[Start of Attachment]

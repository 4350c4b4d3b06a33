use crate::error::{Result, SketchError};
use crate::minhash::{ScaledMinHash, SketchParams};
use crate::search::{rank_hits, SearchHit, SearchMode};
use rayon::prelude::*;
use serde::Serialize;
use tracing::debug;

pub const DEFAULT_FRAGMENT_SIZE: usize = 5000;
pub const DEFAULT_THRESHOLD: f64 = 0.2;
pub const DEFAULT_NUM_TO_REPORT: usize = 5;

/// A fragment matching more than this fraction of the subjects is treated as
/// uninformative and its matches are not reported.
pub const SUPPRESS_FRACTION: f64 = 0.9;

/// A window of the query text. `start` and `end` are character offsets.
#[derive(Clone, Debug, PartialEq, Eq)]
pub struct Fragment<'a> {
    pub start: usize,
    pub end: usize,
    pub text: &'a str,
}

/// Splits `text` into consecutive, non-overlapping windows of `fragment_size`
/// characters. The last window holds whatever is left and may be shorter.
///
/// ```
/// use speet::search::fragment_text;
///
/// let fragments = fragment_text("abcdefg", 3);
/// let texts: Vec<&str> = fragments.iter().map(|f| f.text).collect();
/// assert_eq!(texts, vec!["abc", "def", "g"]);
/// assert_eq!((fragments[2].start, fragments[2].end), (6, 7));
/// ```
pub fn fragment_text(text: &str, fragment_size: usize) -> Vec<Fragment<'_>> {
    let mut fragments = Vec::new();
    if fragment_size == 0 {
        return fragments;
    }

    let mut start_byte = 0;
    let mut start_char = 0;
    let mut num_chars = 0;
    for (offset, _) in text.char_indices() {
        if num_chars == fragment_size {
            fragments.push(Fragment {
                start: start_char,
                end: start_char + num_chars,
                text: &text[start_byte..offset],
            });
            start_byte = offset;
            start_char += num_chars;
            num_chars = 0;
        }
        num_chars += 1;
    }
    if num_chars > 0 {
        fragments.push(Fragment {
            start: start_char,
            end: start_char + num_chars,
            text: &text[start_byte..],
        });
    }
    fragments
}

/// Outcome of searching one fragment against the subjects.
#[derive(Clone, Debug, Serialize)]
pub struct FragmentReport {
    pub name: String,
    pub start: usize,
    pub end: usize,
    /// Hashes retained from the fragment.
    pub sketch_len: usize,
    /// Subjects containing more than `threshold` of the fragment.
    pub match_count: usize,
    pub suppressed: bool,
    /// At most `num_to_report` best matches, empty when suppressed.
    pub top_matches: Vec<SearchHit>,
}

/// Locates which parts of a long query text occur in which subjects.
///
/// The query is cut into fragments of `fragment_size` characters, each fragment
/// is sketched on its own and searched by containment against every subject.
#[derive(Clone, Debug)]
pub struct FragmentQuery {
    params: SketchParams,
    fragment_size: usize,
    threshold: f64,
    num_to_report: usize,
}

impl Default for FragmentQuery {
    fn default() -> Self {
        FragmentQuery {
            params: SketchParams::default(),
            fragment_size: DEFAULT_FRAGMENT_SIZE,
            threshold: DEFAULT_THRESHOLD,
            num_to_report: DEFAULT_NUM_TO_REPORT,
        }
    }
}

impl FragmentQuery {
    pub fn new() -> Self {
        FragmentQuery::default()
    }

    pub fn with_params(mut self, params: SketchParams) -> Self {
        self.params = params;
        self
    }

    pub fn with_fragment_size(mut self, fragment_size: usize) -> Self {
        self.fragment_size = fragment_size;
        self
    }

    pub fn with_threshold(mut self, threshold: f64) -> Self {
        self.threshold = threshold;
        self
    }

    pub fn with_num_to_report(mut self, num_to_report: usize) -> Self {
        self.num_to_report = num_to_report;
        self
    }

    pub fn params(&self) -> SketchParams {
        self.params
    }

    pub fn fragment_size(&self) -> usize {
        self.fragment_size
    }

    pub fn threshold(&self) -> f64 {
        self.threshold
    }

    pub fn num_to_report(&self) -> usize {
        self.num_to_report
    }

    pub fn validate(&self) -> Result<()> {
        self.params.validate()?;
        if self.fragment_size == 0 {
            return Err(SketchError::InvalidParameter(
                "fragment size must be positive".to_string(),
            ));
        }
        if !(self.threshold.is_finite() && self.threshold >= 0.0) {
            return Err(SketchError::InvalidParameter(format!(
                "threshold must be a non-negative number, got {}",
                self.threshold
            )));
        }
        Ok(())
    }

    /// Sketches every fragment of `text`. Fragment `i` is named
    /// `"{query_name} fragment {start}-{end}"`.
    pub fn sketch_fragments<'a>(
        &self,
        query_name: &str,
        text: &'a str,
    ) -> Result<Vec<(Fragment<'a>, ScaledMinHash)>> {
        self.validate()?;
        fragment_text(text, self.fragment_size)
            .into_iter()
            .map(|fragment| {
                let name = format!("{} fragment {}-{}", query_name, fragment.start, fragment.end);
                let mut sketch = ScaledMinHash::with_params(self.params, name)?;
                sketch.add_text(fragment.text);
                Ok((fragment, sketch))
            })
            .collect()
    }

    /// Searches one fragment sketch against all subjects.
    pub fn search_fragment(
        &self,
        fragment: &Fragment<'_>,
        sketch: &ScaledMinHash,
        subjects: &[ScaledMinHash],
    ) -> Result<FragmentReport> {
        let mut matches = Vec::new();
        for (index, subject) in subjects.iter().enumerate() {
            let containment = SearchMode::Containment.score(sketch, subject)?;
            if containment > self.threshold {
                matches.push(SearchHit {
                    score: containment,
                    label: subject.name().to_string(),
                    index,
                });
            }
        }

        let match_count = matches.len();
        let suppressed = is_uninformative(match_count, subjects.len());
        let top_matches = if suppressed {
            Vec::new()
        } else {
            let mut ranked = rank_hits(matches);
            ranked.truncate(self.num_to_report);
            ranked
        };
        debug!(
            "{}: {} hashes, {} matches{}",
            sketch.name(),
            sketch.len(),
            match_count,
            if suppressed { " (suppressed)" } else { "" }
        );

        Ok(FragmentReport {
            name: sketch.name().to_string(),
            start: fragment.start,
            end: fragment.end,
            sketch_len: sketch.len(),
            match_count,
            suppressed,
            top_matches,
        })
    }

    /// Fragments `text`, then searches every fragment against `subjects`.
    /// Reports come back in fragment order.
    pub fn run(
        &self,
        query_name: &str,
        text: &str,
        subjects: &[ScaledMinHash],
    ) -> Result<Vec<FragmentReport>> {
        let fragments = self.sketch_fragments(query_name, text)?;
        fragments
            .par_iter()
            .map(|(fragment, sketch)| self.search_fragment(fragment, sketch, subjects))
            .collect()
    }
}

/// True when `match_count` exceeds 90% of `num_subjects`, compared on the raw
/// product: with 10 subjects a fragment must match all 10.
pub fn is_uninformative(match_count: usize, num_subjects: usize) -> bool {
    match_count as f64 > SUPPRESS_FRACTION * num_subjects as f64
}

#[cfg(test)]
mod tests {
    use super::*;

    static S4: &'static str = "we all scream for ice cream";
    static S5: &'static str = "hashing is a cool algorithm";

    fn subject(name: &str, text: &str) -> ScaledMinHash {
        let mut sketch = ScaledMinHash::new(1, 5, name).unwrap();
        sketch.add_text(text);
        sketch
    }

    fn query() -> FragmentQuery {
        FragmentQuery::new().with_params(SketchParams::new(1, 5))
    }

    #[test]
    fn test_fragment_sizes() {
        let text = "a".repeat(12_000);
        let fragments = fragment_text(&text, 5000);
        assert_eq!(fragments.len(), 3);
        let sizes: Vec<usize> = fragments.iter().map(|f| f.text.len()).collect();
        assert_eq!(sizes, vec![5000, 5000, 2000]);
        let ranges: Vec<(usize, usize)> = fragments.iter().map(|f| (f.start, f.end)).collect();
        assert_eq!(ranges, vec![(0, 5000), (5000, 10000), (10000, 12000)]);
    }

    #[test]
    fn test_fragment_edge_cases() {
        assert!(fragment_text("", 10).is_empty());
        assert!(fragment_text("abc", 0).is_empty());
        assert_eq!(fragment_text("abcdef", 3).len(), 2);
        assert_eq!(fragment_text("ab", 10)[0].text, "ab");
    }

    #[test]
    fn test_fragment_counts_characters() {
        let fragments = fragment_text("ééééé", 2);
        let texts: Vec<&str> = fragments.iter().map(|f| f.text).collect();
        assert_eq!(texts, vec!["éé", "éé", "é"]);
        assert_eq!((fragments[2].start, fragments[2].end), (4, 5));
    }

    #[test]
    fn test_sketch_fragments_names() {
        let text = "x".repeat(12_000);
        let sketches = query().sketch_fragments("query.txt", &text).unwrap();
        let names: Vec<&str> = sketches.iter().map(|(_, s)| s.name()).collect();
        assert_eq!(
            names,
            vec![
                "query.txt fragment 0-5000",
                "query.txt fragment 5000-10000",
                "query.txt fragment 10000-12000",
            ]
        );
        for (_, sketch) in sketches.iter() {
            assert_eq!(sketch.len(), 1);
        }
    }

    #[test]
    fn test_run_reports_matches() {
        let subjects = vec![
            subject("ice cream", S4),
            subject("lsh", S5),
            subject("both", &format!("{} {}", S4, S5)),
        ];
        let text = format!("{}{}", S4, S5);
        let reports = query()
            .with_fragment_size(S4.len())
            .with_threshold(0.5)
            .run("query", &text, &subjects)
            .unwrap();

        assert_eq!(reports.len(), 2);
        let first = &reports[0];
        assert_eq!(first.name, format!("query fragment 0-{}", S4.len()));
        assert!(!first.suppressed);
        assert_eq!(first.match_count, 2);
        let labels: Vec<&str> = first.top_matches.iter().map(|m| m.label.as_str()).collect();
        assert_eq!(labels, vec!["ice cream", "both"]);
        assert_eq!(first.top_matches[0].score, 1.0);

        let second = &reports[1];
        let labels: Vec<&str> = second.top_matches.iter().map(|m| m.label.as_str()).collect();
        assert_eq!(labels, vec!["lsh", "both"]);
    }

    #[test]
    fn test_num_to_report_limits_matches() {
        let subjects: Vec<ScaledMinHash> = (0..20)
            .map(|i| {
                let text = if i < 8 { S4.to_string() } else { format!("unrelated text {}", i) };
                subject(&format!("s{}", i), &text)
            })
            .collect();
        let reports = query()
            .with_num_to_report(3)
            .run("query", S4, &subjects)
            .unwrap();
        assert_eq!(reports.len(), 1);
        assert_eq!(reports[0].match_count, 8);
        assert!(!reports[0].suppressed);
        let labels: Vec<&str> = reports[0].top_matches.iter().map(|m| m.label.as_str()).collect();
        assert_eq!(labels, vec!["s0", "s1", "s2"]);
    }

    #[test]
    fn test_suppression() {
        let subjects: Vec<ScaledMinHash> = (0..10)
            .map(|i| subject(&format!("copy {}", i), &format!("{} #{}", S4, i)))
            .collect();
        let reports = query().run("boilerplate", S4, &subjects).unwrap();
        assert_eq!(reports.len(), 1);
        assert_eq!(reports[0].match_count, 10);
        assert!(reports[0].suppressed);
        assert!(reports[0].top_matches.is_empty());

        // nine of ten is not more than 90%
        let mut subjects = subjects;
        subjects[9] = subject("other", S5);
        let reports = query().run("boilerplate", S4, &subjects).unwrap();
        assert_eq!(reports[0].match_count, 9);
        assert!(!reports[0].suppressed);
        assert_eq!(reports[0].top_matches.len(), DEFAULT_NUM_TO_REPORT);
    }

    #[test]
    fn test_is_uninformative() {
        assert!(is_uninformative(10, 10));
        assert!(!is_uninformative(9, 10));
        assert!(is_uninformative(1, 1));
        assert!(!is_uninformative(0, 0));
        assert!(is_uninformative(19, 20));
        assert!(!is_uninformative(18, 20));
    }

    #[test]
    fn test_threshold_is_strict() {
        let subjects = vec![subject("half", "hello"), subject("none", "fools")];
        let reports = query()
            .with_fragment_size(100)
            .with_threshold(0.5)
            .run("query", "hello world", &subjects)
            .unwrap();
        // "hello world" has 7 k-mers, only one of them is in "hello"
        assert_eq!(reports[0].match_count, 0);

        let reports = query()
            .with_threshold(0.0)
            .run("query", "hello world", &subjects)
            .unwrap();
        assert_eq!(reports[0].match_count, 1);
    }

    #[test]
    fn test_invalid_config() {
        let subjects = vec![subject("s", S4)];
        assert!(matches!(
            query().with_fragment_size(0).run("q", S4, &subjects),
            Err(SketchError::InvalidParameter(_))
        ));
        assert!(matches!(
            query().with_threshold(f64::NAN).run("q", S4, &subjects),
            Err(SketchError::InvalidParameter(_))
        ));
        assert!(query().with_threshold(-0.1).validate().is_err());
    }

    #[test]
    fn test_incompatible_subjects() {
        let mut other = ScaledMinHash::new(2, 5, "other").unwrap();
        other.add_text(S4);
        let result = query().run("q", S4, &[other]);
        assert!(matches!(result, Err(SketchError::IncompatibleSketch { .. })));
    }

    #[test]
    fn test_defaults() {
        let fq = FragmentQuery::default();
        assert_eq!(fq.fragment_size(), 5000);
        assert_eq!(fq.threshold(), 0.2);
        assert_eq!(fq.num_to_report(), 5);
        assert_eq!(fq.params(), SketchParams::new(500, 5));
    }
}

[End of Attachment]

Beginning at the line with "pub fn with_fragment_size(mut" and ending at the line with "sketch.add_text(fragment.text);", reproduce each line of the data above exactly, and add no other lines.

● Solution for this task:
    pub fn with_fragment_size(mut self, fragment_size: usize) -> Self {
        self.fragment_size = fragment_size;
        self
    }

    pub fn with_threshold(mut self, threshold: f64) -> Self {
        self.threshold = threshold;
        self
    }

    pub fn with_num_to_report(mut self, num_to_report: usize) -> Self {
        self.num_to_report = num_to_report;
        self
    }

    pub fn params(&self) -> SketchParams {
        self.params
    }

    pub fn fragment_size(&self) -> usize {
        self.fragment_size
    }

    pub fn threshold(&self) -> f64 {
        self.threshold
    }

    pub fn num_to_report(&self) -> usize {
        self.num_to_report
    }

    pub fn validate(&self) -> Result<()> {
        self.params.validate()?;
        if self.fragment_size == 0 {
            return Err(SketchError::InvalidParameter(
                "fragment size must be positive".to_string(),
            ));
        }
        if !(self.threshold.is_finite() && self.threshold >= 0.0) {
            return Err(SketchError::InvalidParameter(format!(
                "threshold must be a non-negative number, got {}",
                self.threshold
            )));
        }
        Ok(())
    }

    /// Sketches every fragment of `text`. Fragment `i` is named
    /// `"{query_name} fragment {start}-{end}"`.
    pub fn sketch_fragments<'a>(
        &self,
        query_name: &str,
        text: &'a str,
    ) -> Result<Vec<(Fragment<'a>, ScaledMinHash)>> {
        self.validate()?;
        fragment_text(text, self.fragment_size)
            .into_iter()
            .map(|fragment| {
                let name = format!("{} fragment {}-{}", query_name, fragment.start, fragment.end);
                let mut sketch = ScaledMinHash::with_params(self.params, name)?;
                sketch.add_text(fragment.text);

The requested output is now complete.